Stored items:

--- START ---

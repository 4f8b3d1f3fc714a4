use std::{
    collections::BTreeMap,
    time::{Duration, Instant},
};

use futures::future::join_all;

use super::runtime::{async_sleep, block_on};
use crate::{
    AdmissionDecision, AdmissionLimit, WindowDuration, WindowLimiter, WindowLimiterOptions,
};

fn limiter(window_ms: u64, limit: u32) -> WindowLimiter {
    WindowLimiter::new(WindowLimiterOptions {
        window_duration: WindowDuration::try_from(window_ms).unwrap(),
        limit: AdmissionLimit::try_from(limit).unwrap(),
    })
    .unwrap()
}

#[test]
fn acquire_is_immediate_while_under_limit() {
    block_on(async {
        let limiter = limiter(60_000, 3);
        assert_eq!(limiter.available(), 3);

        let started = Instant::now();
        for expected_slot in 1..=3 {
            let admission = limiter.acquire().await.unwrap();
            assert_eq!(admission.window_index(), 0);
            assert_eq!(admission.slot(), expected_slot);
        }

        assert!(started.elapsed() < Duration::from_millis(100));
        assert_eq!(limiter.available(), 0);
    });
}

#[test]
fn accessors_report_configuration() {
    block_on(async {
        let limiter = limiter(750, 4);

        assert_eq!(*limiter.limit(), 4);
        assert_eq!(*limiter.window_duration(), Duration::from_millis(750));
        assert!(!limiter.is_closed());
    });
}

#[test]
fn try_acquire_rejects_when_window_is_spent() {
    block_on(async {
        let limiter = limiter(60_000, 2);

        assert!(matches!(
            limiter.try_acquire().unwrap(),
            AdmissionDecision::Allowed(_)
        ));
        assert!(matches!(
            limiter.try_acquire().unwrap(),
            AdmissionDecision::Allowed(_)
        ));

        let AdmissionDecision::Rejected {
            window_duration_ms,
            retry_after_ms,
        } = limiter.try_acquire().unwrap()
        else {
            panic!("expected rejected decision");
        };

        assert_eq!(window_duration_ms, 60_000);
        assert!(retry_after_ms <= 60_000);
        assert!(retry_after_ms > 50_000);
    });
}

#[test]
fn callers_beyond_limit_wait_for_reset() {
    block_on(async {
        let window = Duration::from_millis(200);
        let started = Instant::now();
        let limiter = &limiter(200, 3);

        let results = join_all((0..8).map(|_| async move {
            let admission = limiter.acquire().await.unwrap();
            (admission, started.elapsed())
        }))
        .await;

        let mut per_window: BTreeMap<u32, u32> = BTreeMap::new();
        for (admission, elapsed) in &results {
            *per_window.entry(admission.window_index()).or_default() += 1;
            assert!(
                *elapsed >= window * admission.window_index(),
                "admitted in window {} after only {:?}",
                admission.window_index(),
                elapsed
            );
        }

        assert_eq!(per_window.get(&0), Some(&3));
        assert!(per_window.values().all(|count| *count <= 3));
        assert_eq!(per_window.values().sum::<u32>(), 8);
    });
}

#[test]
fn reset_restores_full_capacity() {
    block_on(async {
        let limiter = limiter(500, 2);

        limiter.acquire().await.unwrap();
        limiter.acquire().await.unwrap();
        assert_eq!(limiter.available(), 0);

        // Lands mid-way through window 1.
        async_sleep(Duration::from_millis(700)).await;

        // Nothing was "released": capacity comes back from the reset alone.
        assert_eq!(limiter.available(), 2);

        let started = Instant::now();
        let first = limiter.acquire().await.unwrap();
        let second = limiter.acquire().await.unwrap();
        assert!(started.elapsed() < Duration::from_millis(100));

        assert!(first.window_index() >= 1);
        assert_eq!(first.window_index(), second.window_index());
        assert_eq!((first.slot(), second.slot()), (1, 2));
    });
}

#[test]
fn guard_runs_operation_after_admission() {
    block_on(async {
        let limiter = limiter(60_000, 1);

        let slot = limiter
            .guard(|admission| async move { admission.slot() })
            .await
            .unwrap();
        assert_eq!(slot, 1);
        assert_eq!(limiter.available(), 0);
    });
}

#[test]
fn guard_passes_operation_errors_through() {
    block_on(async {
        let limiter = limiter(60_000, 2);

        let outcome: Result<(), String> = limiter
            .guard(|_| async { Err("downstream returned 503".to_string()) })
            .await
            .unwrap();
        assert_eq!(outcome, Err("downstream returned 503".to_string()));

        // A failed operation does not give its slot back.
        assert_eq!(limiter.available(), 1);
    });
}

#[cfg(feature = "runtime-tokio")]
#[test]
fn parallel_tasks_never_exceed_limit_per_window() {
    use std::sync::Arc;

    const LIMIT: u32 = 5;
    const CALLERS: u32 = LIMIT + 15;

    block_on(async {
        let limiter = Arc::new(limiter(100, LIMIT));

        let handles: Vec<_> = (0..CALLERS)
            .map(|_| {
                let limiter = limiter.clone();
                tokio::spawn(async move { limiter.acquire().await.unwrap() })
            })
            .collect();

        let mut per_window: BTreeMap<u32, u32> = BTreeMap::new();
        for handle in handles {
            let admission = handle.await.unwrap();
            *per_window.entry(admission.window_index()).or_default() += 1;
        }

        assert_eq!(per_window.get(&0), Some(&LIMIT));
        for (window_index, count) in &per_window {
            assert!(
                *count <= LIMIT,
                "window {window_index} admitted {count} > {LIMIT}"
            );
        }
        assert_eq!(per_window.values().sum::<u32>(), CALLERS);
    });
}
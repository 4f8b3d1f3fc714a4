
mod test_reset_timer;
mod test_window_limiter;
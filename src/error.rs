/// Error type for this crate.
#[derive(Debug, Clone, PartialEq, Eq, thiserror::Error)]
pub enum WindowGateError {
    /// A limit or window duration was rejected at construction time.
    #[error("invalid configuration: {0}")]
    InvalidConfiguration(String),

    /// The limiter was shut down; no further admissions are granted.
    #[error("window limiter is closed")]
    Closed,

    /// A blocked acquire was aborted by its cancellation signal or deadline.
    #[error("acquire was cancelled before admission")]
    Cancelled,

    /// No async runtime was available to drive the reset timer.
    #[error("no async runtime available to run the reset timer")]
    RuntimeUnavailable,
}
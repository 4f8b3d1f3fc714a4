use std::{
    sync::Arc,
    time::{Duration, Instant},
};

use tokio::sync::oneshot;

use crate::{
    WindowGateError,
    runtime::{new_interval, spawn_task, tick},
    window_state::WindowState,
};

pub(crate) struct ResetTimerOptions {
    pub state: Arc<WindowState>,
    pub window_duration: Duration,
    /// Instant of the first reset; the window before it is opened at construction.
    pub first_reset_at: Instant,
}

/// Closes the limiter if the timer task goes away while it is still open.
///
/// Covers a panic inside the task (e.g. a Tokio runtime built without its time driver)
/// and the owning runtime dropping the task; otherwise waiters would never see another
/// reset.
struct TimerGuard {
    state: Arc<WindowState>,
}

impl Drop for TimerGuard {
    fn drop(&mut self) {
        if self.state.close() {
            let (window_index, admitted) = self.state.snapshot();
            tracing::error!(
                window_index,
                admitted,
                "window.reset_timer.aborted, closing limiter"
            );
        }
    }
}

/// Background task that opens a fresh window every `window_duration`.
pub(crate) struct ResetTimer; // end struct ResetTimer

impl ResetTimer {
    /// Spawn the timer; it runs until the returned sender fires or is dropped.
    pub fn run(options: ResetTimerOptions) -> Result<oneshot::Sender<()>, WindowGateError> {
        let ResetTimerOptions {
            state,
            window_duration,
            first_reset_at,
        } = options;

        let (tx, mut rx) = oneshot::channel::<()>();

        spawn_task(move || {
            // Owned by the task future from the start, so it also fires if the task is
            // dropped before its first poll.
            let guard = TimerGuard { state };

            async move {
                let state = &guard.state;

                let mut interval = new_interval(first_reset_at, window_duration);
                let (mut window_index, _) = state.snapshot();

                loop {
                    let tick_fut = tick(&mut interval);
                    futures::pin_mut!(tick_fut);

                    match futures::future::select(tick_fut, &mut rx).await {
                        futures::future::Either::Left((_tick, _rx)) => {
                            if state.is_closed() {
                                break;
                            }

                            window_index = window_index.wrapping_add(1);
                            state.reset(window_index);

                            tracing::debug!(window_index, "window.reset");
                        }
                        futures::future::Either::Right((_stop, _tick_fut)) => {
                            // A dropped sender means the limiter itself is gone.
                            break;
                        }
                    }
                }

                tracing::debug!(window_index, "window.reset_timer.stopped");
            }
        })?;

        Ok(tx)
    } // end method run
} // end impl ResetTimer
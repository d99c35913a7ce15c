//! Application state management

use std::path::{Path, PathBuf};

use directories::ProjectDirs;
use pairwise_core::{Error, JsonFileStore, LeagueConfig, PeriodController, Result};
use rand::rngs::ThreadRng;

use crate::cli::Cli;

/// Config file looked up in the data directory when `--config` is absent
const CONFIG_FILE: &str = "league.toml";

/// Main application state
pub struct AppState {
    pub controller: PeriodController<JsonFileStore, ThreadRng>,
    data_dir: PathBuf,
}

impl AppState {
    pub fn new(cli: &Cli) -> Result<Self> {
        let data_dir = match &cli.data_dir {
            Some(dir) => dir.clone(),
            None => Self::data_path()?,
        };
        let config_path = cli
            .config
            .clone()
            .unwrap_or_else(|| data_dir.join(CONFIG_FILE));

        Self::open(&data_dir, &config_path)
    }

    /// Open the week store in `data_dir` with the config at `config_path`
    pub fn open(data_dir: &Path, config_path: &Path) -> Result<Self> {
        let config = LeagueConfig::load(config_path)?;
        let store = JsonFileStore::open(data_dir.join("weeks"))?;
        let controller = PeriodController::new(store, config, rand::thread_rng())?;

        tracing::debug!(data_dir = %data_dir.display(), "Opened league data");

        Ok(Self {
            controller,
            data_dir: data_dir.to_path_buf(),
        })
    }

    fn data_path() -> Result<PathBuf> {
        let dirs = ProjectDirs::from("dev", "onyx", "pairwise").ok_or_else(|| {
            Error::Io(std::io::Error::new(
                std::io::ErrorKind::NotFound,
                "Could not determine data directory",
            ))
        })?;

        Ok(dirs.data_dir().to_path_buf())
    }

    pub fn data_dir(&self) -> &Path {
        &self.data_dir
    }
}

--- END ---

● **WHAT THE EXERCISE ASKS**:
For this exercise, gather every line of the data that contains the word "snapshot".

● **TASK RESULT**:
            let (window_index, admitted) = self.state.snapshot();
                let (mut window_index, _) = state.snapshot();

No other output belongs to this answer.